Publié le 09 mars 2008 par Bal2tasar
J'avais laissé tombé l'idée d'écrire sur ce spectacle, pour toutes sortes de raisons. Les deux principales étant que je ne suis guère publiciste dans l'âme et - secondement - que j'étais sorti de la salle dans un état difficile à décrire.
Et puis, jeudi soir, alors que joyeusement je m'alcoolisais au vernissage d' Alain Huck à l'annexe de vice-versa, voilà que - presque sans faire exprès - j'engage la discussion avec un des employés du théâtre de l'arsenic. L'enthousiasme éthylique aidant, c'est tout juste si je ne lui saute pas au cou lorsqu'il me cite son employeur:

- l'Arsenic ! J'y suis allé samedi dernier, ce spectacle est extraordinaire! Nous étions cinq à ne rien connaître de la danse contemporaine, et nous sommes sortis bouleversés, nourris, inspirés, prêts à réinventer l'art dans une chope de blonde !

Il était bien heureux, dit-il, de m'entendre. Car il avait eu tant de mauvais échos, de mauvaise presse même au sujet de ce spectacle, que c'en était affligeant. A vrai dire, cela ne me surprenait qu'à moitié. Tout ignare que je suis, je pressentais bien que des puristes ou des amateurs avertis se sentiraient malmenés par un tel spectacle.

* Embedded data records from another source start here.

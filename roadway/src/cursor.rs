use roadway_common::Subject;

use crate::config::CursorConfig;
use crate::error::{Result, RoadwayError};

/// A forward-only cursor over a [`Subject`].
///
/// The cursor tracks a read position, supports lookahead with [`peek`](Self::peek)
/// and consumption with [`next`](Self::next). When built with framing enabled it
/// can also [`record`](Self::record) a start position and later
/// [`flush`](Self::flush) the elements between that mark and the current
/// position.
///
/// A cursor may be created without a subject. Reads against it return `None`,
/// but [`eof`](Self::eof) reports `false` until a subject is bound, so a
/// `while !cursor.eof()` loop over an unbound cursor never terminates.
#[derive(Debug, Clone)]
pub struct Cursor<S: Subject> {
    subject: Option<S>,
    position: usize,
    frame_start: Option<usize>,
    config: CursorConfig,
}

impl<S: Subject> Cursor<S> {
    /// Creates a cursor bound to `subject`, or unbound if `subject` is `None`.
    ///
    /// # Errors
    /// Returns [`RoadwayError::InvalidInput`] if a subject is given but is not
    /// valid (no length or no first element).
    pub fn new(subject: Option<S>, config: CursorConfig) -> Result<Self> {
        if let Some(subject) = &subject {
            validate(subject)?;
        }

        Ok(Self::bind(subject, config))
    }

    /// Creates a cursor over `subject` with the default configuration.
    pub fn over(subject: S) -> Result<Self> {
        Self::new(Some(subject), CursorConfig::default())
    }

    /// Creates a cursor over `subject` with framing enabled.
    pub fn framed(subject: S) -> Result<Self> {
        Self::new(Some(subject), CursorConfig::framed())
    }

    /// Creates a cursor with no subject bound.
    pub fn unbound(config: CursorConfig) -> Self {
        Self::bind(None, config)
    }

    fn bind(subject: Option<S>, config: CursorConfig) -> Self {
        Self {
            subject,
            position: 0,
            frame_start: None,
            config,
        }
    }

    /// Returns the current read offset.
    pub fn position(&self) -> usize {
        self.position
    }

    /// Returns the bound subject, if any.
    pub fn subject(&self) -> Option<&S> {
        self.subject.as_ref()
    }

    /// Returns the start of the active frame, if one has been recorded.
    pub fn frame_start(&self) -> Option<usize> {
        self.frame_start
    }

    /// Returns the configuration fixed at construction.
    pub fn config(&self) -> CursorConfig {
        self.config
    }

    /// Returns true if `record` and `flush` are permitted.
    pub fn is_framed(&self) -> bool {
        self.config.framed
    }

    /// Rewinds to the beginning and drops any active frame. If `subject` is
    /// given it replaces the bound subject.
    ///
    /// # Errors
    /// Returns [`RoadwayError::InvalidInput`] if `subject` is not valid. The
    /// cursor is left untouched in that case.
    pub fn reset(&mut self, subject: Option<S>) -> Result<()> {
        if let Some(subject) = subject {
            validate(&subject)?;
            self.subject = Some(subject);
        }

        self.rewind();
        Ok(())
    }

    /// Rewinds to the beginning of the bound subject and drops any active frame.
    pub fn rewind(&mut self) {
        tracing::trace!(from = self.position, "cursor reset");
        self.position = 0;
        self.frame_start = None;
    }

    /// Returns the element `offset` positions ahead without advancing.
    ///
    /// Reads at or past the end of input return `None`.
    pub fn peek(&self, offset: usize) -> Option<S::Element> {
        if self.eof(offset) {
            return None;
        }

        let index = self.position.checked_add(offset)?;
        self.subject.as_ref()?.element_at(index)
    }

    /// Returns the current element and, if there was one, advances by
    /// `offset + 1`.
    ///
    /// The returned element is always the one at the position before the
    /// jump, so `next(n)` consumes the current element and skips `n` more.
    /// At the end of input this returns `None` and the position stays put.
    pub fn next(&mut self, offset: usize) -> Option<S::Element> {
        let element = self.peek(0)?;
        self.position = self.position.saturating_add(offset).saturating_add(1);
        Some(element)
    }

    /// Returns true if `position + offset` is at or past the end of the
    /// bound subject.
    ///
    /// An unbound subject, or one with no length or a zero length, never
    /// reports end of input.
    pub fn eof(&self, offset: usize) -> bool {
        match self.subject.as_ref().and_then(Subject::length) {
            Some(length) if length > 0 => self.position.saturating_add(offset) >= length,
            _ => false,
        }
    }

    /// Marks the current position as the start of a frame, replacing any
    /// frame already recorded.
    ///
    /// # Errors
    /// Returns [`RoadwayError::FramingDisabled`] unless the cursor was built
    /// with framing.
    pub fn record(&mut self) -> Result<()> {
        self.ensure_framed("record")?;
        tracing::trace!(start = self.position, "frame recorded");
        self.frame_start = Some(self.position);
        Ok(())
    }

    /// Returns the elements from the recorded start up to (not including)
    /// the current position and clears the frame.
    ///
    /// # Errors
    /// Returns [`RoadwayError::FramingDisabled`] unless the cursor was built
    /// with framing, and [`RoadwayError::EmptyFrame`] if no frame is active
    /// or no subject is bound.
    pub fn flush(&mut self) -> Result<S::Frame> {
        self.ensure_framed("flush")?;
        let start = self.frame_start.take().ok_or(RoadwayError::EmptyFrame)?;
        let subject = self.subject.as_ref().ok_or(RoadwayError::EmptyFrame)?;

        tracing::trace!(start, end = self.position, "frame flushed");
        Ok(subject.extract(start, self.position))
    }

    fn ensure_framed(&self, operation: &'static str) -> Result<()> {
        if self.config.framed {
            Ok(())
        } else {
            tracing::debug!(operation, "framing call refused on an unframed cursor");
            Err(RoadwayError::FramingDisabled)
        }
    }
}

fn validate<S: Subject>(subject: &S) -> Result<()> {
    if subject.length().is_none() {
        tracing::debug!("rejected subject without a length");
        return Err(RoadwayError::invalid_input("subject has no length"));
    }
    if !subject.is_valid() {
        tracing::debug!("rejected subject without a first element");
        return Err(RoadwayError::invalid_input("subject has no element at index 0"));
    }
    Ok(())
}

N'étant ni l'un ni l'autre, j'avais pu, moi, en goûter impunément l'impertinence.

Ce matin, par curiosité, j'ai donc tapé Flagrant Delhi , titre de cette oeuvre iconoclaste.

Je suis d'abord tombé sur une note de blog rappelant que l'affiche s'était faite censurer. Bon début, j'avais oublié ce détail. Je suis ensuite tombé sur une critique effectivement exécrable parue dans Le Temps , et c'est à peu près tout. Voilà qui était effectivement un peu misérable pour un travail comme celui-ci.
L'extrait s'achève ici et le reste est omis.